WHAT YOU ARE ASKED TO DO = Report each line of the data that has "derive" somewhere in it.

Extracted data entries
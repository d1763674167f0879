use crate::data::RecordSet;
use crate::error::{ChartError, ChartResult};
use crate::ir::{ChartKind, ResolvedEncoding, Series, SeriesSet, Slice};
use crate::transform::{apply_transformations, build_slices};
use crate::{BarPosition, StyleOptions};
use serde::Serialize;
use tracing::debug;

// =============================================================================
// Renderer-facing chart option
// =============================================================================

/// Renderer-agnostic chart description (ECharts option layout).
#[derive(Debug, Clone, PartialEq, Serialize)]
#[serde(rename_all = "camelCase")]
pub struct ChartOption {
    #[serde(skip_serializing_if = "Option::is_none")]
    pub title: Option<TitleOption>,
    #[serde(skip_serializing_if = "Option::is_none")]
    pub legend: Option<LegendOption>,
    pub series: Vec<SeriesOption>,
    pub tooltip: TooltipOption,
    #[serde(skip_serializing_if = "Option::is_none")]
    pub x_axis: Option<AxisOption>,
    #[serde(skip_serializing_if = "Option::is_none")]
    pub y_axis: Option<AxisOption>,
}

impl ChartOption {
    /// Category labels of the x axis, empty for pie charts.
    pub fn categories(&self) -> &[String] {
        self.x_axis
            .as_ref()
            .and_then(|a| a.data.as_deref())
            .unwrap_or(&[])
    }
}

#[derive(Debug, Clone, PartialEq, Serialize)]
pub struct TitleOption {
    pub left: &'static str,
    pub text: String,
    pub bottom: &'static str,
}

#[derive(Debug, Clone, PartialEq, Serialize)]
pub struct LegendOption {
    pub left: &'static str,
    pub orient: &'static str,
    #[serde(skip_serializing_if = "Option::is_none")]
    pub bottom: Option<u32>,
    #[serde(skip_serializing_if = "Option::is_none")]
    pub top: Option<&'static str>,
}
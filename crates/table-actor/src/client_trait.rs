//! # TableAccess Trait
//!
//! Shared surface for table-specific clients: `get`, `list`, `delete` and `subscribe`
//! come for free once a wrapper exposes its inner [`TableClient`] and an error mapping.
use crate::{Change, FrameworkError, Record, TableClient};
use async_trait::async_trait;
use tokio::sync::broadcast;

/// Implemented by typed wrappers such as `ProductClient` or `OrderClient`.
///
/// # Example
///
/// ```rust
/// use table_actor::{TableAccess, Record, FrameworkError, TableClient};
/// use async_trait::async_trait;
///
/// #[derive(Clone, Debug)]
/// struct Glass { id: u32 }
/// #[derive(Debug)] struct GlassCreate;
/// #[derive(Debug)] struct GlassUpdate;
/// #[derive(Debug)] enum GlassAction {}
/// #[derive(Debug)] struct GlassError(String);
///
/// impl std::fmt::Display for GlassError {
///     fn fmt(&self, f: &mut std::fmt::Formatter<'_>) -> std::fmt::Result {
///         write!(f, "{}", self.0)
///     }
/// }
/// impl std::error::Error for GlassError {}
/// impl From<String> for GlassError {
///     fn from(s: String) -> Self { GlassError(s) }
/// }
///
/// #[async_trait]
/// impl Record for Glass {
///     type Id = u32;
///     type Create = GlassCreate;
///     type Update = GlassUpdate;
///     type Action = GlassAction;
///     type ActionResult = ();
///     type Context = ();
///     type Error = GlassError;
///
///     fn from_create_params(id: u32, _: GlassCreate) -> Result<Self, Self::Error> {
///         Ok(Self { id })
///     }
///     async fn on_update(&mut self, _: GlassUpdate, _: &()) -> Result<(), Self::Error> { Ok(()) }
///     async fn handle_action(&mut self, _: GlassAction, _: &()) -> Result<(), Self::Error> { Ok(()) }
/// }
///
/// struct GlassClient {
///     inner: TableClient<Glass>,
/// }
///
/// #[async_trait]
/// impl TableAccess<Glass> for GlassClient {
///     type Error = GlassError;
///
///     fn inner(&self) -> &TableClient<Glass> {
///         &self.inner
///     }
///
///     fn map_error(e: FrameworkError) -> Self::Error {
///         GlassError(e.to_string())
///     }
/// }
///
/// async fn usage(client: GlassClient) {
///     let _ = client.get(1).await;
///     let _ = client.list().await;
///     let _ = client.delete(1).await;
/// }
/// ```
#[async_trait]
pub trait TableAccess<T: Record>: Send + Sync {
    /// The table-specific error type.
    type Error: From<String> + Send + Sync;

    fn inner(&self) -> &TableClient<T>;

    fn map_error(e: FrameworkError) -> Self::Error;

    #[tracing::instrument(skip(self))]
    async fn get(&self, id: T::Id) -> Result<Option<T>, Self::Error> {
        tracing::debug!("Sending request");
        self.inner().get(id).await.map_err(Self::map_error)
    }

    #[tracing::instrument(skip(self))]
    async fn list(&self) -> Result<Vec<T>, Self::Error> {
        tracing::debug!("Sending request");
        self.inner().list().await.map_err(Self::map_error)
    }

    #[tracing::instrument(skip(self))]
    async fn delete(&self, id: T::Id) -> Result<(), Self::Error> {
        tracing::debug!("Sending request");
        self.inner().delete(id).await.map_err(Self::map_error)
    }

    fn subscribe(&self) -> broadcast::Receiver<Change<T>> {
        self.inner().subscribe()
    }
}
//! # Order Client
//!
//! Placing orders and working the pickup list. Validation happens in the Order table's
//! `on_create` hook, so this client only forwards.
use crate::model::{Order, OrderCreate, OrderId, OrderUpdate};
use crate::order_actor::{OrderAction, OrderError};
use async_trait::async_trait;
use chrono::NaiveDate;
use table_actor::{FrameworkError, TableAccess, TableClient};
use tracing::{debug, info, instrument};

/// Client for interacting with the Order table.
#[derive(Clone)]
pub struct OrderClient {
    inner: TableClient<Order>,
}

impl OrderClient {
    pub fn new(inner: TableClient<Order>) -> Self {
        Self { inner }
    }

    #[instrument(skip(self))]
    pub async fn create_order(&self, params: OrderCreate) -> Result<OrderId, OrderError> {
        debug!("create_order called");
        info!("Sending create_order to actor");
        self.inner.create(params).await.map_err(Self::map_error)
    }

    #[instrument(skip(self))]
    pub async fn update_order(&self, id: OrderId, update: OrderUpdate) -> Result<Order, OrderError> {
        debug!("Sending request");
        self.inner.update(id, update).await.map_err(Self::map_error)
    }

    pub async fn set_collected(&self, id: OrderId, collected: bool) -> Result<Order, OrderError> {
        let update = OrderUpdate {
            collected: Some(collected),
            ..Default::default()
        };
        self.update_order(id, update).await
    }

    pub async fn set_delivered(&self, id: OrderId, delivered: bool) -> Result<Order, OrderError> {
        let update = OrderUpdate {
            delivered: Some(delivered),
            ..Default::default()
        };
        self.update_order(id, update).await
    }

    /// Returns the new `collected` value.
    #[instrument(skip(self))]
    pub async fn toggle_collected(&self, id: OrderId) -> Result<bool, OrderError> {
        self.inner
            .perform_action(id, OrderAction::ToggleCollected)
            .await
            .map_err(Self::map_error)
    }

    /// Returns the new `delivered` value.
    #[instrument(skip(self))]
    pub async fn toggle_delivered(&self, id: OrderId) -> Result<bool, OrderError> {
        self.inner
            .perform_action(id, OrderAction::ToggleDelivered)
            .await
            .map_err(Self::map_error)
    }

    /// Orders created on `date`, newest first.
    #[instrument(skip(self))]
    pub async fn orders_on(&self, date: NaiveDate) -> Result<Vec<Order>, OrderError> {
        let orders = self.list().await?;
        Ok(orders.into_iter().filter(|o| o.is_created_on(date)).collect())
    }
}

#[async_trait]
impl TableAccess<Order> for OrderClient {
    type Error = OrderError;

    fn inner(&self) -> &TableClient<Order> {
        &self.inner
    }

    fn map_error(e: FrameworkError) -> Self::Error {
        match e.downcast_row::<OrderError>() {
            Ok(row) => row,
            Err(FrameworkError::NotFound(id)) => OrderError::NotFound(id),
            Err(other) => OrderError::ActorCommunicationError(other.to_string()),
        }
    }
}
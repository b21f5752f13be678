//! # Kwartvoorbier
//!
//! Ordering app for the daily office borrel. Colleagues order a drink during a short
//! window in the afternoon; when it closes, a lottery picks who fetches everything.
//!
//! - [`window`] - when ordering is open, plus the countdown and the polling scheduler
//! - [`lottery`] - the deterministic daily draw every client computes identically
//! - [`pickup`] - counts and ordering for whoever won the draw
//! - [`live`] - local table copies kept current from change streams
//! - the `*_actor` modules and [`clients`] - one table per record type, on top of
//!   `table-actor`
//! - [`lifecycle`] - wiring the tables into a [`BorrelSystem`](lifecycle::BorrelSystem)
//! - [`config`] - figment-loaded settings

pub mod clients;
pub mod clock;
pub mod config;
pub mod feature_request_actor;
pub mod lifecycle;
pub mod live;
pub mod location_actor;
pub mod lottery;
pub mod model;
pub mod order_actor;
pub mod pickup;
pub mod product_actor;
pub mod profile_actor;
pub mod settings_actor;
pub mod window;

TASK ANSWER =
#[derive(Debug, Clone, PartialEq, Serialize)]
#[derive(Debug, Clone, PartialEq, Serialize)]
#[derive(Debug, Clone, PartialEq, Serialize)]
/// #[derive(Clone, Debug)]
/// #[derive(Debug)] struct GlassCreate;
/// #[derive(Debug)] struct GlassUpdate;
/// #[derive(Debug)] enum GlassAction {}
/// #[derive(Debug)] struct GlassError(String);
#[derive(Clone)]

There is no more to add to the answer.